### Work instructions
Once you find a line containing the word "OrderChange" in the entries below, copy it.

### Exercise material
//! Terminal Session API

mod handler;

use axum::{
    Router,
    routing::{get, post, put},
};

use crate::core::ServerState;

pub fn router() -> Router<ServerState> {
    Router::new().nest("/api/sessions", routes())
}

fn routes() -> Router<ServerState> {
    Router::new()
        .route("/", get(handler::list).post(handler::start))
        .route("/{terminal_id}", get(handler::get).delete(handler::end))
        .route("/{terminal_id}/items", post(handler::add_product))
        .route(
            "/{terminal_id}/items/{product_id}",
            put(handler::set_quantity).delete(handler::remove_line),
        )
        .route(
            "/{terminal_id}/items/{product_id}/increment",
            post(handler::increment),
        )
        .route(
            "/{terminal_id}/items/{product_id}/decrement",
            post(handler::decrement),
        )
        .route("/{terminal_id}/deposit", put(handler::set_deposit))
        .route("/{terminal_id}/service", put(handler::set_service))
        .route("/{terminal_id}/table", put(handler::select_table))
        .route("/{terminal_id}/checkout", post(handler::checkout))
}
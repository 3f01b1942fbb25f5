//! Durable storage
//!
//! One redb file holds everything the venue must not lose across restarts:
//! orders, table tabs, the catalog, printers, archived receipts, settings
//! and counters. Values are JSON documents keyed by id.

pub mod storage;

pub use storage::{
    ARCHIVE, CATEGORIES, DINING_TABLES, JsonTable, ORDERS, PRINTERS, PRODUCTS, SETTINGS, Storage,
    StorageError, StorageResult, TABS,
};
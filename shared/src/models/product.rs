//! Product Model

use rust_decimal::Decimal;
use serde::{Deserialize, Serialize};

/// Product entity
///
/// Orders keep a denormalized copy, so later catalog edits never change
/// recorded orders.
#[derive(Debug, Clone, PartialEq, Serialize, Deserialize)]
pub struct Product {
    pub id: String,
    pub name: String,
    /// Unit price, >= 0
    #[serde(with = "rust_decimal::serde::float")]
    pub price: Decimal,
    #[serde(alias = "categoryId")]
    pub category_id: String,
    #[serde(default, alias = "sortOrder")]
    pub sort_order: i32,
    /// A glass/bottle deposit is charged for each unit
    #[serde(default, alias = "hasDeposit")]
    pub has_deposit: bool,
    #[serde(default, alias = "imageUrl", skip_serializing_if = "Option::is_none")]
    pub image_url: Option<String>,
}

/// Create product payload
#[derive(Debug, Clone, Serialize, Deserialize)]
pub struct ProductCreate {
    pub name: String,
    #[serde(with = "rust_decimal::serde::float")]
    pub price: Decimal,
    pub category_id: String,
    pub sort_order: Option<i32>,
    #[serde(default)]
    pub has_deposit: bool,
    pub image_url: Option<String>,
}

/// Update product payload
#[derive(Debug, Clone, Default, Serialize, Deserialize)]
pub struct ProductUpdate {
    pub name: Option<String>,
    #[serde(default, with = "rust_decimal::serde::float_option")]
    pub price: Option<Decimal>,
    pub category_id: Option<String>,
    pub sort_order: Option<i32>,
    pub has_deposit: Option<bool>,
    #[serde(default, with = "super::category::double_option")]
    pub image_url: Option<Option<String>>,
}

impl Product {
    pub fn apply(&mut self, update: ProductUpdate) {
        if let Some(name) = update.name {
            self.name = name;
        }
        if let Some(price) = update.price {
            self.price = price;
        }
        if let Some(category_id) = update.category_id {
            self.category_id = category_id;
        }
        if let Some(sort_order) = update.sort_order {
            self.sort_order = sort_order;
        }
        if let Some(has_deposit) = update.has_deposit {
            self.has_deposit = has_deposit;
        }
        if let Some(image_url) = update.image_url {
            self.image_url = image_url;
        }
    }
}
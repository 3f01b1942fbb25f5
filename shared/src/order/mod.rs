//! Order types
//!
//! - [`CartItem`] / [`DepositInfo`]: the transient state of a terminal session
//! - [`Order`]: immutable priced record created at checkout
//! - [`TableTab`]: unpaid orders collected per table until settlement

pub mod cart;
pub mod order;
pub mod tab;
pub mod types;

// Re-exports
pub use cart::{CartItem, DepositInfo};
pub use order::Order;
pub use tab::TableTab;
pub use types::*;
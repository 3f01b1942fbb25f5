use std::sync::Arc;

use serde::Serialize;
use shared::error::{AppError, AppResult};
use shared::order::Order;

use crate::archive::ReceiptArchive;
use crate::catalog::CatalogService;
use crate::core::Config;
use crate::core::tasks::{BackgroundTasks, TaskKind};
use crate::db::Storage;
use crate::orders::{OrderChange, OrdersManager, Settlement};
use crate::printing::{
    DispatchOutcome, Dispatcher, FailedJob, JobSink, PrintQueue, PrintService, ReceiptRenderer,
    TransportSink,
};
use crate::session::SessionRegistry;
use kasse_printer::RelayClient;

/// Result of a checkout: the recorded order and how printing went
#[derive(Debug, Clone, Serialize)]
pub struct CheckoutOutcome {
    pub order: Order,
    pub print: DispatchOutcome,
}

/// Server state - shared handles to every service
///
/// Cheap to clone; every field is a handle.
///
/// | Field | Purpose |
/// |-------|---------|
/// | config | Immutable configuration |
/// | storage | redb document store |
/// | catalog | Categories, products, tables, printers, deposit |
/// | sessions | In-memory terminal carts |
/// | orders | Order and tab authority |
/// | printing | Routing, rendering, dispatch, retry queue |
#[derive(Clone, Debug)]
pub struct ServerState {
    pub config: Config,
    pub storage: Storage,
    pub catalog: CatalogService,
    pub sessions: Arc<SessionRegistry>,
    pub orders: Arc<OrdersManager>,
    pub printing: PrintService,
}

impl ServerState {
    /// Open the database under `work_dir` and build all services
    pub fn initialize(config: &Config) -> anyhow::Result<Self> {
        let storage = Storage::open(config.database_path())?;
        tracing::info!(path = %config.database_path().display(), "Database opened");
        Self::with_storage(config, storage)
    }

    /// Build all services on an existing storage (tests use an in-memory one)
    pub fn with_storage(config: &Config, storage: Storage) -> anyhow::Result<Self> {
        let relay = config
            .print_relay_url
            .as_deref()
            .map(RelayClient::new)
            .transpose()?;
        if relay.is_none() {
            tracing::warn!("PRINT_RELAY_URL not set, relay printers will fail");
        }
        let sink = Arc::new(TransportSink::new(relay.clone(), config.print_timeout()));
        Ok(Self::assemble(config, storage, sink, relay))
    }

    /// Wire the services around a print sink
    pub fn assemble(
        config: &Config,
        storage: Storage,
        sink: Arc<dyn JobSink>,
        relay: Option<RelayClient>,
    ) -> Self {
        let catalog = CatalogService::new(storage.clone(), config.default_deposit);
        let archive = ReceiptArchive::new(storage.clone(), config.timezone);
        let printing = PrintService::new(
            catalog.clone(),
            archive,
            ReceiptRenderer::new(config.venue.clone(), config.timezone),
            config.routing_mode,
            Dispatcher::new(sink.clone(), config.print_timeout()),
            PrintQueue::new(sink, config.print_timeout()),
            relay,
        )
        .with_route_options(config.route_options());

        Self {
            config: config.clone(),
            orders: Arc::new(OrdersManager::new(storage.clone(), config.timezone)),
            storage,
            catalog,
            sessions: Arc::new(SessionRegistry::new()),
            printing,
        }
    }

    /// Start the print queue worker and the order change listener
    pub fn start_background_tasks(&self) -> BackgroundTasks {
        let mut tasks = BackgroundTasks::new();
        let shutdown = tasks.shutdown_token();

        let queue = self.printing.queue().clone();
        tasks.spawn("print_queue", TaskKind::Worker, queue.run(shutdown.clone()));

        let mut changes = self.orders.subscribe();
        tasks.spawn("order_changes", TaskKind::Listener, async move {
            loop {
                tokio::select! {
                    _ = shutdown.cancelled() => break,
                    change = changes.recv() => match change {
                        Ok(OrderChange::OrderCreated { order_id }) => {
                            tracing::debug!(order_id = %order_id, "Order created");
                        }
                        Ok(OrderChange::TabUpdated { table_id, total_amount }) => {
                            tracing::debug!(table_id = %table_id, total = %total_amount, "Tab updated");
                        }
                        Ok(OrderChange::TabSettled { table_id, order_ids }) => {
                            tracing::debug!(table_id = %table_id, orders = order_ids.len(), "Tab settled");
                        }
                        Err(tokio::sync::broadcast::error::RecvError::Lagged(n)) => {
                            tracing::warn!(skipped = n, "Order change listener lagged");
                        }
                        Err(tokio::sync::broadcast::error::RecvError::Closed) => break,
                    },
                }
            }
        });

        tasks.log_summary();
        tasks
    }

    /// Check out a terminal's cart
    ///
    /// The order is committed and the cart cleared under the session lock,
    /// so one cart becomes at most one order. Nothing after the commit can
    /// fail the call; printing happens afterwards and its failures only show
    /// up in the outcome.
    pub async fn checkout(
        &self,
        terminal_id: &str,
        settlement: Settlement,
    ) -> AppResult<CheckoutOutcome> {
        let deposit_value = self.catalog.deposit_per_glass()?;
        let order = self
            .sessions
            .with_session(terminal_id, |session| -> AppResult<Order> {
                let order = self.orders.checkout(session.checkout_request(settlement))?;
                session.clear(deposit_value);
                Ok(order)
            })?;

        let print = match self.printing.print_order(&order).await {
            Ok(outcome) => outcome,
            Err(e) => {
                tracing::error!(order_id = %order.id, error = %e, "Printing skipped");
                DispatchOutcome {
                    sent: Vec::new(),
                    failed: vec![FailedJob {
                        printer_id: String::new(),
                        printer: "*".into(),
                        error: AppError::from(e).message,
                    }],
                }
            }
        };

        Ok(CheckoutOutcome { order, print })
    }
}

### Solution for this exercise
use crate::orders::{OrderChange, OrdersManager, Settlement};
                        Ok(OrderChange::OrderCreated { order_id }) => {
                        Ok(OrderChange::TabUpdated { table_id, total_amount }) => {
                        Ok(OrderChange::TabSettled { table_id, order_ids }) => {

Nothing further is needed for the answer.